From 2ccc966cf26c9fb8147979f1fc8fee7c06b039ef Mon Sep 17 00:00:00 2001
From: Christoffer <christofferedlund@hotmail.com>
Date: Tue, 26 Sep 2023 10:29:47 +0200
Subject: [PATCH 07/11] formatting

---
 darwin/torch/transforms.py | 13 +++++++------
 1 file changed, 7 insertions(+), 6 deletions(-)

diff --git a/darwin/torch/transforms.py b/darwin/torch/transforms.py
index 470335b76..516f04803 100644
--- a/darwin/torch/transforms.py
+++ b/darwin/torch/transforms.py
@@ -18,12 +18,12 @@
 
 if TYPE_CHECKING:
     from albumentations.pytorch import ToTensorV2
+
     AType = Type[ToTensorV2]
 else:
     AType = Type[None]
 
 
-
 from darwin.torch.utils import convert_segmentation_to_mask, flatten_masks_by_category
 
 TargetKey = Union["boxes", "labels", "mask", "masks", "image_id", "area", "iscrowd"]
@@ -282,7 +282,6 @@ class AlbumentationsTransform:
     Wrapper class for Albumentations augmentations.
     """
 
-
     def __init__(self, transform: A.Compose):
         self._check_albumentaion_dependency()
         self.transform = transform
@@ -366,8 +365,10 @@ def _post_process(self, albumentation_output: dict, annotation: dict) -> tuple:
 
         return image, output_annotation
 
-    def  _check_albumentaion_dependency(self):
+    def _check_albumentaion_dependency(self):
         if A is None:
-            raise ImportError("The albumentations library is not installed. "
-                            "To use this function, install it with pip install albumentations, "
-                            "or install the ml extras of this package.")
\ No newline at end of file
+            raise ImportError(
+                "The albumentations library is not installed. "
+                "To use this function, install it with pip install albumentations, "
+                "or install the ml extras of this package."
+            )

From 81d48fd3b3c44575b15e6ef0f8d2631fc8e55b5e Mon Sep 17 00:00:00 2001
From: Christoffer <christofferedlund@hotmail.com>
Date: Tue, 26 Sep 2023 13:37:11 +0200
Subject: [PATCH 08/11] better error handling when albumentations is not
 installed

---
 darwin/torch/transforms.py | 4 +++-
 1 file changed, 3 insertions(+), 1 deletion(-)

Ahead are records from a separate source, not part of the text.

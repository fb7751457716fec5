//! # Item Repository
//!
//! The item catalog. Rows are inserted once; `sku` and `is_bundle` never change.

use chrono::{DateTime, Utc};
use sqlx::{SqliteConnection, SqlitePool};
use tracing::debug;

use crate::error::{DbError, DbResult};
use cogs_core::{Item, Money};

#[derive(Debug, sqlx::FromRow)]
struct ItemRow {
    sku: String,
    display_name: String,
    is_bundle: bool,
    default_unit_cost: String,
    created_at: DateTime<Utc>,
}

impl TryFrom<ItemRow> for Item {
    type Error = DbError;

    fn try_from(row: ItemRow) -> DbResult<Self> {
        Ok(Item {
            default_unit_cost: Money::parse("default_unit_cost", &row.default_unit_cost)?,
            sku: row.sku,
            display_name: row.display_name,
            is_bundle: row.is_bundle,
            created_at: row.created_at,
        })
    }
}

const SELECT_ITEM: &str = r#"
    SELECT sku, display_name, is_bundle, default_unit_cost, created_at
    FROM items
"#;

/// Loads one item.
pub async fn find(conn: &mut SqliteConnection, sku: &str) -> DbResult<Option<Item>> {
    let row = sqlx::query_as::<_, ItemRow>(&format!("{SELECT_ITEM} WHERE sku = ?1"))
        .bind(sku)
        .fetch_optional(&mut *conn)
        .await?;

    row.map(Item::try_from).transpose()
}

/// Loads the items among `skus` that exist, in `skus` order.
pub async fn find_many(conn: &mut SqliteConnection, skus: &[String]) -> DbResult<Vec<Item>> {
    let mut items = Vec::with_capacity(skus.len());
    for sku in skus {
        if let Some(item) = find(conn, sku).await? {
            items.push(item);
        }
    }
    Ok(items)
}

/// Inserts a new item.
///
/// A duplicate SKU comes back as `UniqueViolation { field: "sku", value }`.
pub async fn insert(conn: &mut SqliteConnection, item: &Item) -> DbResult<()> {
    debug!(sku = %item.sku, is_bundle = item.is_bundle, "Inserting item");

    sqlx::query(
        r#"
        INSERT INTO items (sku, display_name, is_bundle, default_unit_cost, created_at)
        VALUES (?1, ?2, ?3, ?4, ?5)
        "#,
    )
    .bind(&item.sku)
    .bind(&item.display_name)
    .bind(item.is_bundle)
    .bind(item.default_unit_cost.to_string())
    .bind(item.created_at)
    .execute(&mut *conn)
    .await
    .map_err(|e| match DbError::from(e) {
        DbError::UniqueViolation { .. } => DbError::duplicate("sku", item.sku.clone()),
        other => other,
    })?;

    Ok(())
}

/// Repository for item catalog reads.
#[derive(Debug, Clone)]
pub struct ItemRepository {
    pool: SqlitePool,
}

impl ItemRepository {
    /// Creates a new ItemRepository.
    pub fn new(pool: SqlitePool) -> Self {
        ItemRepository { pool }
    }

    /// Gets an item by SKU.
    pub async fn get(&self, sku: &str) -> DbResult<Option<Item>> {
        let mut conn = self.pool.acquire().await?;
        find(&mut conn, sku).await
    }

    /// Lists the whole catalog ordered by SKU.
    pub async fn list(&self) -> DbResult<Vec<Item>> {
        let rows = sqlx::query_as::<_, ItemRow>(&format!("{SELECT_ITEM} ORDER BY sku"))
            .fetch_all(&self.pool)
            .await?;

        rows.into_iter().map(Item::try_from).collect()
    }

    /// Lists bundle SKUs only.
    pub async fn list_bundles(&self) -> DbResult<Vec<Item>> {
        let rows =
            sqlx::query_as::<_, ItemRow>(&format!("{SELECT_ITEM} WHERE is_bundle = 1 ORDER BY sku"))
                .fetch_all(&self.pool)
                .await?;

        rows.into_iter().map(Item::try_from).collect()
    }
}

// =============================================================================
// Unit Tests
// =============================================================================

diff --git a/darwin/torch/transforms.py b/darwin/torch/transforms.py
index 516f04803..75b682f30 100644
--- a/darwin/torch/transforms.py
+++ b/darwin/torch/transforms.py
@@ -11,6 +11,7 @@
 # Optional dependency
 try:
     import albumentations as A
+    from albumentations import Compose
 except ImportError:
     A = None
 
@@ -22,6 +23,7 @@
     AType = Type[ToTensorV2]
 else:
     AType = Type[None]
+    Compose = Type[None]
 
 
 from darwin.torch.utils import convert_segmentation_to_mask, flatten_masks_by_category
@@ -282,7 +284,7 @@ class AlbumentationsTransform:
     Wrapper class for Albumentations augmentations.
     """
 
-    def __init__(self, transform: A.Compose):
+    def __init__(self, transform: Compose):
         self._check_albumentaion_dependency()
         self.transform = transform
 

From e5a41da2a224bd318a033ce152e0dfd8c270edbf Mon Sep 17 00:00:00 2001
From: Christoffer <christofferedlund@hotmail.com>
Date: Thu, 28 Sep 2023 11:15:28 +0200
Subject: [PATCH 09/11] fixed potential clamp issues

---
 darwin/torch/dataset.py | 14 ++++++++++++--
 darwin/torch/utils.py   | 32 ++++++++++++++++++++++++++++----
 2 files changed, 40 insertions(+), 6 deletions(-)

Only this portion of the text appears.